§ **EXERCISE**:
From the records that follow, copy every line in which "info" appears.

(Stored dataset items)
________________________________________
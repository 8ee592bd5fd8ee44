//! Normalized market data records
//!
//! Records arrive as dynamically shaped JSON from the exchange adapters. They
//! are converted once, at the edge, into an ordered map of [`FieldValue`] so
//! downstream code (projection, escaping, SQL rendering) can match on a closed
//! set of variants instead of poking at untyped JSON.

use crate::types::data_type::DataType;
use indexmap::IndexMap;
use serde::{Deserialize, Serialize};
use thiserror::Error;

/// Ordered field map. Insertion order is the order the producer emitted.
pub type FieldMap = IndexMap<String, FieldValue>;

/// A single field value.
#[derive(Debug, Clone, PartialEq, Serialize, Deserialize)]
#[serde(untagged)]
pub enum FieldValue {
    Null,
    Bool(bool),
    Number(serde_json::Number),
    Text(String),
    List(Vec<FieldValue>),
    Map(FieldMap),
}

impl FieldValue {
    pub fn is_null(&self) -> bool {
        matches!(self, FieldValue::Null)
    }

    pub fn as_str(&self) -> Option<&str> {
        match self {
            FieldValue::Text(s) => Some(s),
            _ => None,
        }
    }

    /// Convert back into JSON, e.g. for nested column encoding or dead-lettering.
    pub fn to_json(&self) -> serde_json::Value {
        match self {
            FieldValue::Null => serde_json::Value::Null,
            FieldValue::Bool(b) => serde_json::Value::Bool(*b),
            FieldValue::Number(n) => serde_json::Value::Number(n.clone()),
            FieldValue::Text(s) => serde_json::Value::String(s.clone()),
            FieldValue::List(items) => {
                serde_json::Value::Array(items.iter().map(FieldValue::to_json).collect())
            }
            FieldValue::Map(map) => serde_json::Value::Object(
                map.iter().map(|(k, v)| (k.clone(), v.to_json())).collect(),
            ),
        }
    }
}

impl From<serde_json::Value> for FieldValue {
    fn from(value: serde_json::Value) -> Self {
        match value {
            serde_json::Value::Null => FieldValue::Null,
            serde_json::Value::Bool(b) => FieldValue::Bool(b),
            serde_json::Value::Number(n) => FieldValue::Number(n),
            serde_json::Value::String(s) => FieldValue::Text(s),
            serde_json::Value::Array(items) => {
                FieldValue::List(items.into_iter().map(FieldValue::from).collect())
            }
            serde_json::Value::Object(map) => FieldValue::Map(
                map.into_iter().map(|(k, v)| (k, FieldValue::from(v))).collect(),
            ),
        }
    }
}

impl From<&str> for FieldValue {
    fn from(s: &str) -> Self {
        FieldValue::Text(s.to_string())
    }
}

impl From<String> for FieldValue {
    fn from(s: String) -> Self {
        FieldValue::Text(s)
    }
}

impl From<bool> for FieldValue {
    fn from(b: bool) -> Self {
        FieldValue::Bool(b)
    }
}

impl From<i64> for FieldValue {
    fn from(n: i64) -> Self {
        FieldValue::Number(n.into())
    }
}

#[derive(Debug, Error)]
pub enum RecordError {
    #[error("payload is not a JSON object (got {kind})")]
    NotAnObject { kind: &'static str },
    #[error("payload is not valid JSON: {0}")]
    Json(#[from] serde_json::Error),
}

/// One normalized market data record, tagged with its data type.
#[derive(Debug, Clone, PartialEq, Serialize, Deserialize)]
pub struct Record {
    pub data_type: DataType,
    pub fields: FieldMap,
}

impl Record {
    pub fn new(data_type: DataType) -> Self {
        Self {
            data_type,
            fields: FieldMap::new(),
        }
    }

    /// Build a record from a decoded JSON payload. Only objects are accepted.
    pub fn from_json(data_type: DataType, payload: serde_json::Value) -> Result<Self, RecordError> {
        match payload {
            serde_json::Value::Object(map) => Ok(Self {
                data_type,
                fields: map.into_iter().map(|(k, v)| (k, FieldValue::from(v))).collect(),
            }),
            other => Err(RecordError::NotAnObject {
                kind: json_kind(&other),
            }),
        }
    }

    /// Decode raw bytes from the bus.
    pub fn from_slice(data_type: DataType, bytes: &[u8]) -> Result<Self, RecordError> {
        let payload: serde_json::Value = serde_json::from_slice(bytes)?;
        Self::from_json(data_type, payload)
    }

    pub fn get(&self, field: &str) -> Option<&FieldValue> {
        self.fields.get(field)
    }

    /// Builder-style setter (overwrites).
    pub fn with(mut self, field: &str, value: impl Into<FieldValue>) -> Self {
        self.fields.insert(field.to_string(), value.into());
        self
    }

    /// Set `field` only when it is absent or null.
    pub fn with_default(mut self, field: &str, value: impl Into<FieldValue>) -> Self {
        let missing = self.fields.get(field).map_or(true, FieldValue::is_null);
        if missing {
            self.fields.insert(field.to_string(), value.into());
        }
        self
    }

    pub fn to_json(&self) -> serde_json::Value {
        serde_json::Value::Object(
            self.fields
                .iter()
                .map(|(k, v)| (k.clone(), v.to_json()))
                .collect(),
        )
    }
}

fn json_kind(value: &serde_json::Value) -> &'static str {
    match value {
        serde_json::Value::Null => "null",
        serde_json::Value::Bool(_) => "bool",
        serde_json::Value::Number(_) => "number",
        serde_json::Value::String(_) => "string",
        serde_json::Value::Array(_) => "array",
        serde_json::Value::Object(_) => "object",
    }
}
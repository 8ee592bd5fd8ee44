//! Time-based flush evaluation

use crate::cache::HotCache;
use std::sync::Arc;
use std::time::Duration;
use tokio::task::JoinHandle;
use tokio::time::MissedTickBehavior;
use tokio_util::sync::CancellationToken;
use tracing::{debug, info};

/// Re-checks every buffer on a fixed period so a quiet data type still
/// flushes once its `max_wait` has passed. Uses the same claim as the append
/// path, so the two never schedule the same buffer twice.
pub struct FlushScheduler;

impl FlushScheduler {
    pub fn spawn(
        cache: Arc<HotCache>,
        period: Duration,
        cancel: CancellationToken,
    ) -> JoinHandle<()> {
        tokio::spawn(async move {
            let mut interval = tokio::time::interval(period);
            interval.set_missed_tick_behavior(MissedTickBehavior::Skip);
            info!(period_ms = period.as_millis() as u64, "Flush scheduler started");

            loop {
                tokio::select! {
                    _ = cancel.cancelled() => break,
                    _ = interval.tick() => {
                        let started = cache.check_all();
                        if started > 0 {
                            debug!(started, "Scheduler started flushes");
                        }
                    }
                }
            }

            info!("Flush scheduler stopped");
        })
    }
}
//! Bulk insert rendering for hot-cache flushes
//!
//! Upstream payloads are heterogeneous; each record is projected onto the
//! table's allowed-field list. Unknown fields are dropped, missing ones get
//! the column default (or `NULL`, which the server turns into the type
//! default), and every value is coerced by column kind.

use super::{datetime_literal, quote_str};
use crate::tables::{Column, ColumnKind};
use strata_shared::utils::time::{datetime_from_epoch, parse_datetime};
use strata_shared::{FieldValue, Record};

/// A rendered insert and the number of rows it carries.
#[derive(Debug, Clone, PartialEq, Eq)]
pub struct InsertStatement {
    pub sql: String,
    pub rows: usize,
}

/// Renders escaped, type-coerced `INSERT ... VALUES` statements.
#[derive(Debug, Clone, Copy, Default)]
pub struct BatchSqlBuilder;

impl BatchSqlBuilder {
    /// Build one insert for `records` into `table` (already qualified).
    ///
    /// Records sharing no field with `columns` are skipped. Returns `None`
    /// when nothing is left to insert; callers treat that as a no-op.
    pub fn build(table: &str, columns: &[Column], records: &[Record]) -> Option<InsertStatement> {
        if columns.is_empty() {
            return None;
        }

        let rows: Vec<String> = records
            .iter()
            .filter(|record| columns.iter().any(|c| record.fields.contains_key(&c.name)))
            .map(|record| {
                let values: Vec<String> = columns
                    .iter()
                    .map(|column| render_value(column, record.get(&column.name)))
                    .collect();
                format!("({})", values.join(", "))
            })
            .collect();

        if rows.is_empty() {
            return None;
        }

        let column_list: Vec<&str> = columns.iter().map(|c| c.name.as_str()).collect();
        Some(InsertStatement {
            sql: format!(
                "INSERT INTO {} ({}) VALUES {}",
                table,
                column_list.join(", "),
                rows.join(", ")
            ),
            rows: rows.len(),
        })
    }
}

fn render_value(column: &Column, value: Option<&FieldValue>) -> String {
    let rendered = match value {
        None | Some(FieldValue::Null) => None,
        Some(value) => match column.kind {
            ColumnKind::Text => Some(render_text(value)),
            ColumnKind::Decimal => render_decimal(value),
            ColumnKind::Integer => render_integer(value),
            ColumnKind::Bool => render_bool(value),
            ColumnKind::Timestamp => Some(render_timestamp(value)),
            ColumnKind::Json => Some(render_json(value)),
        },
    };
    rendered.unwrap_or_else(|| column.default.unwrap_or("NULL").to_string())
}

fn render_text(value: &FieldValue) -> String {
    match value {
        FieldValue::Text(s) => quote_str(s),
        FieldValue::Number(n) => quote_str(&n.to_string()),
        FieldValue::Bool(b) => quote_str(if *b { "true" } else { "false" }),
        FieldValue::Null => "NULL".to_string(),
        nested => render_json(nested),
    }
}

/// Decimals keep their textual form so the server parses them exactly.
fn render_decimal(value: &FieldValue) -> Option<String> {
    match value {
        FieldValue::Number(n) => Some(n.to_string()),
        FieldValue::Text(s) if is_decimal_text(s.trim()) => Some(s.trim().to_string()),
        _ => None,
    }
}

fn is_decimal_text(s: &str) -> bool {
    !s.is_empty()
        && s.chars().any(|c| c.is_ascii_digit())
        && s
            .chars()
            .all(|c| c.is_ascii_digit() || matches!(c, '.' | '-' | '+' | 'e' | 'E'))
        && s.parse::<f64>().map_or(false, f64::is_finite)
}

fn render_integer(value: &FieldValue) -> Option<String> {
    match value {
        FieldValue::Number(n) => {
            if n.is_i64() || n.is_u64() {
                Some(n.to_string())
            } else {
                n.as_f64()
                    .filter(|f| f.fract() == 0.0 && f.is_finite())
                    .map(|f| format!("{}", f as i64))
            }
        }
        FieldValue::Text(s) => s.trim().parse::<i64>().ok().map(|i| i.to_string()),
        _ => None,
    }
}

fn render_bool(value: &FieldValue) -> Option<String> {
    let b = match value {
        FieldValue::Bool(b) => *b,
        FieldValue::Number(n) => n.as_f64().map(|f| f != 0.0)?,
        FieldValue::Text(s) => match s.trim().to_ascii_lowercase().as_str() {
            "true" | "1" | "yes" => true,
            "false" | "0" | "no" => false,
            _ => return None,
        },
        _ => return None,
    };
    Some(if b { "true" } else { "false" }.to_string())
}

fn render_timestamp(value: &FieldValue) -> String {
    let parsed = match value {
        FieldValue::Number(n) => match n.as_i64() {
            Some(i) => datetime_from_epoch(i),
            // Fractional epoch seconds, e.g. 1700000000.123
            None => n
                .as_f64()
                .filter(|f| f.is_finite())
                .and_then(|f| datetime_from_epoch((f * 1_000.0).round() as i64)),
        },
        FieldValue::Text(s) => parse_datetime(s),
        _ => None,
    };
    match (parsed, value) {
        (Some(dt), _) => datetime_literal(&dt),
        (None, FieldValue::Text(s)) => {
            format!("parseDateTime64BestEffortOrNull({}, 3, 'UTC')", quote_str(s))
        }
        (None, _) => "NULL".to_string(),
    }
}

fn render_json(value: &FieldValue) -> String {
    match value {
        FieldValue::Text(s) => quote_str(s),
        other => quote_str(&other.to_json().to_string()),
    }
}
________________________________________
§ **EXERCISE RESPONSE**:
use tracing::{debug, info};
            info!(period_ms = period.as_millis() as u64, "Flush scheduler started");
            info!("Flush scheduler stopped");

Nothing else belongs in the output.